[[ SUPPLIED RECORDS open ]]
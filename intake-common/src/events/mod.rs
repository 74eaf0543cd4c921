//! Event types for the intake event system
//!
//! Provides shared event definitions and the EventBus used to fan intake
//! notifications out to any number of consumers.

mod intake_types;

pub use intake_types::SlotStatus;

use serde::{Deserialize, Serialize};
use std::collections::BTreeMap;
use tokio::sync::broadcast;
use uuid::Uuid;

/// Intake event types
///
/// Events are broadcast via EventBus and can be serialized for transmission
/// to a presentation layer. Parsed payloads travel as JSON values so this
/// crate stays independent of the report schemas.
#[derive(Debug, Clone, Serialize, Deserialize)]
#[serde(tag = "type")]
pub enum IntakeEvent {
    /// A fresh intake session was started (all slots idle)
    SessionStarted {
        /// New session identifier
        session_id: Uuid,
        /// Configured slot keys, in configuration order
        slot_keys: Vec<String>,
        /// When the session started
        timestamp: chrono::DateTime<chrono::Utc>,
    },

    /// A slot changed lifecycle status
    ///
    /// Triggers:
    /// - UI: Update the slot's card (spinner, check mark, error text)
    SlotStateChanged {
        /// Owning session
        session_id: Uuid,
        /// Slot that changed
        slot_key: String,
        /// Status before the change
        old_status: SlotStatus,
        /// Status after the change
        new_status: SlotStatus,
        /// Attempt counter of the slot after the change
        attempt: u64,
        /// Human-readable failure reason (only for `Error`)
        error: Option<String>,
        /// When the change happened
        timestamp: chrono::DateTime<chrono::Utc>,
    },

    /// One slot finished parsing; its data is usable on its own
    PartialDataAvailable {
        /// Owning session
        session_id: Uuid,
        /// Slot that completed
        slot_key: String,
        /// Parsed payload
        data: serde_json::Value,
        /// When parsing finished
        timestamp: chrono::DateTime<chrono::Utc>,
    },

    /// Every configured slot holds parsed data
    ///
    /// Fired once each time the session becomes complete, not while it stays complete.
    IntakeCompleted {
        /// Owning session
        session_id: Uuid,
        /// Parsed payload per slot key
        reports: BTreeMap<String, serde_json::Value>,
        /// When the session became complete
        timestamp: chrono::DateTime<chrono::Utc>,
    },
}

impl IntakeEvent {
    /// Event type name (matches the serde tag)
    pub fn event_type(&self) -> &'static str {
        match self {
            IntakeEvent::SessionStarted { .. } => "SessionStarted",
            IntakeEvent::SlotStateChanged { .. } => "SlotStateChanged",
            IntakeEvent::PartialDataAvailable { .. } => "PartialDataAvailable",
            IntakeEvent::IntakeCompleted { .. } => "IntakeCompleted",
        }
    }

    /// Session the event belongs to
    pub fn session_id(&self) -> Uuid {
        match self {
            IntakeEvent::SessionStarted { session_id, .. }
            | IntakeEvent::SlotStateChanged { session_id, .. }
            | IntakeEvent::PartialDataAvailable { session_id, .. }
            | IntakeEvent::IntakeCompleted { session_id, .. } => *session_id,
        }
    }
}

// ========================================
// EventBus Implementation
// ========================================

/// Central event distribution bus for intake events
///
/// The EventBus uses tokio::broadcast internally, providing:
/// - Non-blocking publish (slow subscribers don't block producers)
/// - Multiple concurrent subscribers
/// - Lagged message detection for slow subscribers
///
/// # Examples
///
/// ```
/// use intake_common::events::{EventBus, IntakeEvent};
///
/// let event_bus = EventBus::new(100);
/// let mut rx = event_bus.subscribe();
///
/// event_bus.emit_lossy(IntakeEvent::SessionStarted {
///     session_id: uuid::Uuid::new_v4(),
///     slot_keys: vec!["performance".to_string()],
///     timestamp: chrono::Utc::now(),
/// });
///
/// assert!(rx.try_recv().is_ok());
/// ```
#[derive(Clone)]
pub struct EventBus {
    tx: broadcast::Sender<IntakeEvent>,
    capacity: usize,
}

impl EventBus {
    /// Creates a new EventBus with specified channel capacity
    ///
    /// # Arguments
    ///
    /// * `capacity` - Number of events to buffer before dropping old events
    pub fn new(capacity: usize) -> Self {
        let (tx, _) = broadcast::channel(capacity);
        Self { tx, capacity }
    }

    /// Subscribe to all future events
    ///
    /// Events emitted before subscription are not received.
    pub fn subscribe(&self) -> broadcast::Receiver<IntakeEvent> {
        self.tx.subscribe()
    }

    /// Emit an event to all subscribers
    ///
    /// Returns `Ok(subscriber_count)` if at least one subscriber exists.
    /// Returns `Err` if no subscribers are listening.
    #[allow(clippy::result_large_err)]
    pub fn emit(
        &self,
        event: IntakeEvent,
    ) -> Result<usize, broadcast::error::SendError<IntakeEvent>> {
        self.tx.send(event)
    }

    /// Emit an event, ignoring if no subscribers are listening
    pub fn emit_lossy(&self, event: IntakeEvent) {
        let _ = self.tx.send(event);
    }

    /// Get the current number of active subscribers
    pub fn subscriber_count(&self) -> usize {
        self.tx.receiver_count()
    }

    /// Get the configured channel capacity
    pub fn capacity(&self) -> usize {
        self.capacity
    }
}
[[ SUPPLIED RECORDS closed ]]
A bare number is required: the count of lines above with the string "parsing".

2